“Rischiamo che con un colpo di spugna si cancellino i sacrifici di intere generazioni che hanno tramandato, in oltre 120 anni di storia, il patrimonio delle nostre comunità. Un vero e proprio ‘scippo generazionale’”. C’è preoccupazione nel mondo della cooperazione umbra del credito in merito al Decreto legge 16/2016 sulla riforma delle Banche di credito cooperativo (Bcc).
Un timore che Luca Pecetti, Palmiro Giovagnola e Massimo Meschini, presidenti rispettivamente di Credito cooperativo umbro, Crediumbria e Bcc di Spello e Bettona, insieme ad Andrea Fora, presidente di Confcooperative Umbria, e Paolo Grignaschi, direttore di Federlus, hanno portato all’attenzione dei parlamentari Pietro Laffranco (Pdl), Valeria Cardinali (Pd) e Linda Lanzillotta (Pd, presente una sua delegata) in un incontro che si è svolto a Perugia, nella sede di Confcooperative Umbria, lunedì 22 febbraio.
“La riforma l’abbiamo chiesta e voluta – ha spiegato Fora –, lavorandoci per mesi, consapevoli del fatto che le Bcc avessero bisogno di un serio rafforzamento volto a tutelare i risparmiatori e i soci. Non ci piace però che all’ultimo momento, senza averlo minimamente condiviso, si sia introdotto un principio che snatura completamente il modello cooperativo di fare impresa. E cioè la possibilità per le banche di sottrarre il capitale accumulato in decenni di storia per quotarlo nel mercato”.

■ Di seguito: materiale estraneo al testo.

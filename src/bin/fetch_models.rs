//! Fetches the acoustic model and external scorer into the local data
//! directory, so the plugin finds them at its default paths.

use std::path::PathBuf;

use anyhow::Result;
use clap::Parser;
use tracing::{info, warn};
use tracing_subscriber::EnvFilter;
use tracing_subscriber::fmt::time::LocalTime;

use stt_stream::models::{self, ModelFlavor};

#[derive(Parser, Debug)]
#[command(name = "fetch-models")]
#[command(version, about = "Download speech model artifacts", long_about = None)]
struct Args {
    /// Engine release version to fetch
    #[arg(long, default_value = models::DEFAULT_MODEL_VERSION)]
    version: String,

    /// Fetch the TFLite graph instead of the memory-mapped protobuf
    #[arg(long)]
    tflite: bool,

    /// Destination directory for the artifacts
    #[arg(long, short = 'd', env = "STT_MODEL_DIR", default_value_os_t = models::data_dir())]
    model_dir: PathBuf,

    /// A .tar.bz2 model bundle to fetch and unpack instead of the release artifacts
    #[arg(long)]
    bundle_url: Option<String>,

    /// Enable verbose logging
    #[arg(long, short = 'v')]
    verbose: bool,
}

fn main() -> Result<()> {
    let args = Args::parse();

    // Respect RUST_LOG env var, fallback to verbose flag, default to info
    let filter = EnvFilter::try_from_default_env()
        .or_else(|_| if args.verbose { EnvFilter::try_new("debug") } else { EnvFilter::try_new("info") })
        .unwrap();

    tracing_subscriber::fmt()
        .with_env_filter(filter)
        .with_target(false)
        .with_timer(LocalTime::new(time::macros::format_description!("[hour]:[minute]:[second]")))
        .init();

    if let Some(url) = args.bundle_url {
        if !models::is_bundle(&url) {
            warn!("{} does not look like a .tar.bz2 bundle, trying anyway", url);
        }
        models::fetch_bundle(&url, &args.model_dir)?;
        return Ok(());
    }

    let flavor = if args.tflite { ModelFlavor::TfLite } else { ModelFlavor::Pbmm };
    let (model, scorer) = models::ensure_models(&args.model_dir, &args.version, flavor)?;

    info!("model ready at {}", model.display());
    info!("scorer ready at {}", scorer.display());
    Ok(())
}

La riforma introduce infatti l’obbligo per le Bcc di aderire a un unico gruppo bancario cooperativo che abbia come capogruppo una società per azioni (spa) con un patrimonio non inferiore a un miliardo di euro. È prevista però una clausola di non adesione al gruppo, la cosiddetta ‘way out’, riservata alle Bcc con un patrimonio superiore ai 200 milioni di euro. Ciò è possibile pagando un’imposta straordinaria del 20 per cento sulle riserve che fino a ora risultavano indivisibili.
La banca non potrà però continuare a operare come credito cooperativo e si dovrà trasformare in spa. “Le Bcc così hanno due scelte – ha commentato Grignaschi –: o finire sotto una spa o trasformarsi in una spa. E tra l’altro questa seconda scelta è riservata solo a un numero estremamente ristretto di banche. Condividiamo l’impostazione generale del decreto ma questi aspetti vanno assolutamente rivisti. Se una way out ci deve essere, sia data almeno la possibilità alle Bcc di poter scegliere tra soluzioni alternative e queste siano date non solo a pochi soggetti con nome e cognome ben preciso”. E su questo punto Andrea Fora ha promesso di andare fino in fondo, anche organizzando mobilitazioni.
“Questa norma – ha aggiunto Fora – apre un vulnus dalle conseguenze incalcolabili perché l’agevolazione sugli utili destinati a riserva, miracolosamente salvata dalla Commissione europea proprio in virtù della indivisibilità, potrebbe subire una rivisitazione con danni incalcolabili per tutte le società cooperative. Inoltre, potrebbe fungere da grimaldello per altri settori cooperativi interessati a privatizzare le riserve al fine di dividerle tra i soci”. “C’è anche il rischio – ha sottolineato infine Giovagnola – che le piccole Bcc non abbiano più nessuna voce in capitolo in un gruppo nazionale composto da oltre trecento banche. Per questo si potrebbe pensare a gruppi più ristretti che salvino le singole specificità”.